When your two proceeding entries are held up as the pinnacle of a genre, it can be an overwhelming hurtle to clear. No worries, as John Wick: Chapter 3 clears 17 hurtles in one leap, brandishing two firearms and handing out lobotomies as if it were about to be outlawed. Seriously, the number of head shots contained here is astonishing, showing how fluid and r-rating can be stretched, when you have a big enough budget and the promise of destroying the box office.
This may sound weird, but as the world around the central character grows, it makes him feel smaller. The first film is comparatively more intimate, taking its time before the carnage unfolds. As much a noir character-piece, as it is a rip-roaring action beast. There’s flourishes that paint the corners with an air of mystique to things. All the better because they lack explanation. The second film expanded upon the latter two elements, while leaving the character where he was. Things were more vibrant, sure. It just didn’t say a ton about the evolution of Wick, as he went through yet another meat grinder.
Some will disagree with this gripe, yet it feels as if it should be addressed. The world that John Wick has created, seems mostly devoid of interesting female characters. Three films in, the majority of female parts exist only in a few categories: those who have loved John, those with ties to his past and (most obviously) those who want to kill him. Yes, this is a largely testosterone driven affair, but that doesn’t mean women should be given short shrift. At this point in the series, it’s a slight sticking point, until it gets rectified. If you disagree, that’s fine. Though consider the fact that 3/4 of the female parts in Chapter 3 are relegated to largely interchangeable individuals dressed as quasi-Rosie The Riveter pin-up types and never utter a word.
There is one lone bright spot in that arena, in the form of Berry’s Sofia. In a film with paper-thin performances, Berry crafts a compelling figure. One cut from the same cloth as Wick. She too was granted the briefest of tastes of life outside the killing, before being forced to cut it from her existence. Then there’s the fact that she’s physically Wick’s equal. Leaving behind a trail of blood in her wake, that is truly awe-inspiring. If her appearance here doesn’t lead to a potential spin-off down the road, there should be riots.
John Wick: Chapter 3 bends over backwards to make a movie that can please everyone. Action is pushed past the breaking point, leaving the back half a tad hollow. The mythology gets new layers to it, even though it just leads to a litany of more questions. Glimpses into John’s past make him seem more spectral than the man he was, just a few years ago. Honestly, the thing is, none of this matters. Sprinting from set piece to set piece to set piece, there isn’t time to process it all. Once you step away though and look back, that’s when the cracks begin to show.

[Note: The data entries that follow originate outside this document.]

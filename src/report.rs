//! Plain-text rendering of payroll results.
//!
//! Amounts are rounded half away from zero to two decimals here and nowhere
//! else; deductions are printed with a leading minus sign.

use std::fmt::Write;

use chrono::TimeDelta;
use rust_decimal::{Decimal, RoundingStrategy};

use crate::models::{PayrollComputation, PayrollStatement};

const RULE: &str = "-------------------------------------------------";

/// Renders the employee header and every weekly statement of a computation.
///
/// An employee without qualifying attendance gets a single informational
/// line instead of statements. Skipped attendance rows are listed last.
pub fn format_computation(computation: &PayrollComputation) -> String {
    let mut out = String::new();
    let _ = writeln!(out, "{}", RULE);
    let _ = writeln!(out, "Employee Number: {}", computation.employee_id);
    let _ = writeln!(out, "Name: {}", computation.employee_name);
    let _ = writeln!(out, "Birthday: {}", computation.birth_date.format("%m/%d/%Y"));
    let _ = writeln!(out, "{}", RULE);

    if computation.has_no_attendance() {
        let _ = writeln!(
            out,
            "No attendance records found for {}.",
            computation.employee_name
        );
    } else {
        let _ = writeln!(out, "\nWeekly Salary Summary for {}:", computation.employee_name);
        let _ = writeln!(out, "{}", RULE);
        for statement in &computation.statements {
            out.push_str(&format_statement(statement));
        }
    }

    if !computation.row_errors.is_empty() {
        let _ = writeln!(out, "\nSkipped attendance rows:");
        for error in &computation.row_errors {
            let _ = writeln!(out, "  {}", error);
        }
    }

    out
}

/// Renders one weekly statement.
///
/// # Examples
///
/// ```
/// use payroll_engine::calculation::calculate_weekly_payroll;
/// use payroll_engine::config::PayrollConfig;
/// use payroll_engine::models::{EmployeeProfile, WeekBucket, WorkDurations};
/// use payroll_engine::report::format_statement;
/// use chrono::{NaiveDate, TimeDelta};
/// use rust_decimal::Decimal;
///
/// let employee = EmployeeProfile {
///     id: "10001".to_string(),
///     last_name: "Garcia".to_string(),
///     first_name: "Manuel III".to_string(),
///     birth_date: NaiveDate::from_ymd_opt(1983, 10, 11).unwrap(),
///     hourly_rate: Decimal::from(100),
///     rice_subsidy: Decimal::ZERO,
///     phone_allowance: Decimal::ZERO,
///     clothing_allowance: Decimal::ZERO,
/// };
/// let bucket = WeekBucket {
///     week_start: NaiveDate::from_ymd_opt(2024, 6, 3).unwrap(),
///     durations: WorkDurations::new(TimeDelta::hours(8), TimeDelta::minutes(30)),
/// };
///
/// let statement = calculate_weekly_payroll(&employee, &bucket, &PayrollConfig::default());
/// let text = format_statement(&statement);
/// assert!(text.contains("Total Hours Worked      : 8h 0m"));
/// assert!(text.contains("Base Salary             : PHP 800.00"));
/// ```
pub fn format_statement(statement: &PayrollStatement) -> String {
    let deductions = &statement.deductions;
    let mut out = String::new();
    let _ = writeln!(
        out,
        "Week Period             : {} - {}",
        statement.week_start, statement.week_end
    );
    let _ = writeln!(out, "Total Hours Worked      : {}", hours_and_minutes(statement.worked));
    let _ = writeln!(out, "Total Overtime          : {}", hours_and_minutes(statement.overtime));
    let _ = writeln!(out, "Base Salary             : PHP {}", money(statement.base_salary));
    let _ = writeln!(out, "Overtime Pay            : PHP {}", money(statement.overtime_pay));
    let _ = writeln!(out, "\nGross Salary            : PHP {}", money(statement.gross_salary));
    let _ = writeln!(out, "Social Insurance        : PHP -{}", money(deductions.social_insurance));
    let _ = writeln!(out, "Health Insurance        : PHP -{}", money(deductions.health_insurance));
    let _ = writeln!(out, "Housing Fund            : PHP -{}", money(deductions.housing_fund));
    let _ = writeln!(out, "Withholding Tax         : PHP -{}", money(deductions.withholding_tax));
    let _ = writeln!(out, "\nTotal Deductions        : PHP -{}", money(statement.total_deductions));
    let _ = writeln!(out, "\nAllowances              : PHP {}", money(statement.allowance_total));
    let _ = writeln!(out, "\nNet Salary              : PHP {}", money(statement.final_pay));
    let _ = writeln!(out, "{}-", RULE);
    out
}

/// Formats an amount to exactly two decimals, rounding half away from zero.
pub fn money(amount: Decimal) -> String {
    let rounded = amount.round_dp_with_strategy(2, RoundingStrategy::MidpointAwayFromZero);
    format!("{:.2}", rounded)
}

/// Formats a duration as whole hours and remaining minutes, e.g. `7h 45m`.
pub fn hours_and_minutes(duration: TimeDelta) -> String {
    let minutes = duration.num_minutes();
    format!("{}h {}m", minutes / 60, minutes % 60)
}
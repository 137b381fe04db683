//! Worked-time models.
//!
//! This module contains [`WorkDurations`], the regular/overtime pair used
//! both for a single day and as the weekly accumulator, and [`WeekBucket`].

use std::ops::Add;

use chrono::{NaiveDate, TimeDelta};
use rust_decimal::Decimal;
use serde::{Deserialize, Serialize};

/// Serializes a [`TimeDelta`] as a whole number of minutes.
pub(crate) mod as_minutes {
    use chrono::TimeDelta;
    use serde::{Deserialize, Deserializer, Serializer};

    pub fn serialize<S: Serializer>(value: &TimeDelta, serializer: S) -> Result<S::Ok, S::Error> {
        serializer.serialize_i64(value.num_minutes())
    }

    pub fn deserialize<'de, D: Deserializer<'de>>(deserializer: D) -> Result<TimeDelta, D::Error> {
        i64::deserialize(deserializer).map(TimeDelta::minutes)
    }
}

/// Regular and overtime durations worked.
///
/// # Example
///
/// ```
/// use payroll_engine::models::WorkDurations;
/// use chrono::TimeDelta;
///
/// let monday = WorkDurations::new(TimeDelta::hours(8), TimeDelta::minutes(30));
/// let tuesday = WorkDurations::new(TimeDelta::hours(7), TimeDelta::zero());
/// let week = monday + tuesday;
///
/// assert_eq!(week.regular, TimeDelta::hours(15));
/// assert_eq!(week.overtime, TimeDelta::minutes(30));
/// ```
#[derive(Debug, Clone, Copy, PartialEq, Eq, Serialize, Deserialize)]
pub struct WorkDurations {
    /// Time worked within the standard schedule, net of the unpaid break.
    #[serde(rename = "regular_minutes", with = "as_minutes")]
    pub regular: TimeDelta,
    /// Time worked after the standard end of day.
    #[serde(rename = "overtime_minutes", with = "as_minutes")]
    pub overtime: TimeDelta,
}

impl WorkDurations {
    /// Creates a new pair of durations.
    pub fn new(regular: TimeDelta, overtime: TimeDelta) -> Self {
        Self { regular, overtime }
    }

    /// Returns a pair with both durations zero.
    pub fn zero() -> Self {
        Self::new(TimeDelta::zero(), TimeDelta::zero())
    }
}

impl Default for WorkDurations {
    fn default() -> Self {
        Self::zero()
    }
}

/// Field-wise sum; regular and overtime never mix.
impl Add for WorkDurations {
    type Output = WorkDurations;

    fn add(self, other: WorkDurations) -> WorkDurations {
        WorkDurations {
            regular: self.regular + other.regular,
            overtime: self.overtime + other.overtime,
        }
    }
}

/// Accumulated durations for the week starting on `week_start` (a Monday).
#[derive(Debug, Clone, Copy, PartialEq, Eq, Serialize, Deserialize)]
pub struct WeekBucket {
    /// The Monday that starts the week.
    pub week_start: NaiveDate,
    /// Durations accumulated over every qualifying day of the week.
    pub durations: WorkDurations,
}

/// Converts a duration to decimal hours at minute precision.
///
/// # Examples
///
/// ```
/// use payroll_engine::models::hours_of;
/// use chrono::TimeDelta;
/// use rust_decimal::Decimal;
///
/// assert_eq!(hours_of(TimeDelta::minutes(465)), Decimal::new(775, 2)); // 7.75
/// ```
pub fn hours_of(duration: TimeDelta) -> Decimal {
    Decimal::from(duration.num_minutes()) / Decimal::from(60)
}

“But who goes to these for plot logic?” you may ask. A fair point, sure, yet as this is a movie, instead of a sizzle reel, it’s of some importance. John Wick started almost as a lark. “Thugs kill a guy’s puppy and he takes revenge.” It’s a logline that sold many people. Then word got out that the film wasn’t so simple. It wasn’t just a puppy, Keanu Reeves brought the goods (emotionally and physically) and the action was unlike anything the US had produced, in some time. John Wick: Chapter 3, by comparison comes off as a massive undertaking. Both in terms of scope and expectations. It’s ten times the size the original. There’s a billion stylish characters, in a world where the rules rule everything and each minute that passes means another three have to be explained. It’s pretty though and that’s enough for most people.
Again, and this cannot be stressed enough, the large majority of John Wick: Chapter 3 – Parabellum is an absolute joy. The cinematography is stunning. Shifting from cramped, desolate hallways and interiors to a lush and wide open Morroccan cityscape. Neons pop, browns crush and red splatters across the screen. The action is just as glorious as you’d hope. A symphony of violence and bloodshed, that’s likely to leave many in disbelief. It starts out at already entrenching upon ridiculous level, becomes art, then trash, then art again, before finally reaching a level of almost transcendent state. A budding reliance on CGI at a couple points, almost derails things. Though not entirely, because even those instances are effectively cheer-worthy.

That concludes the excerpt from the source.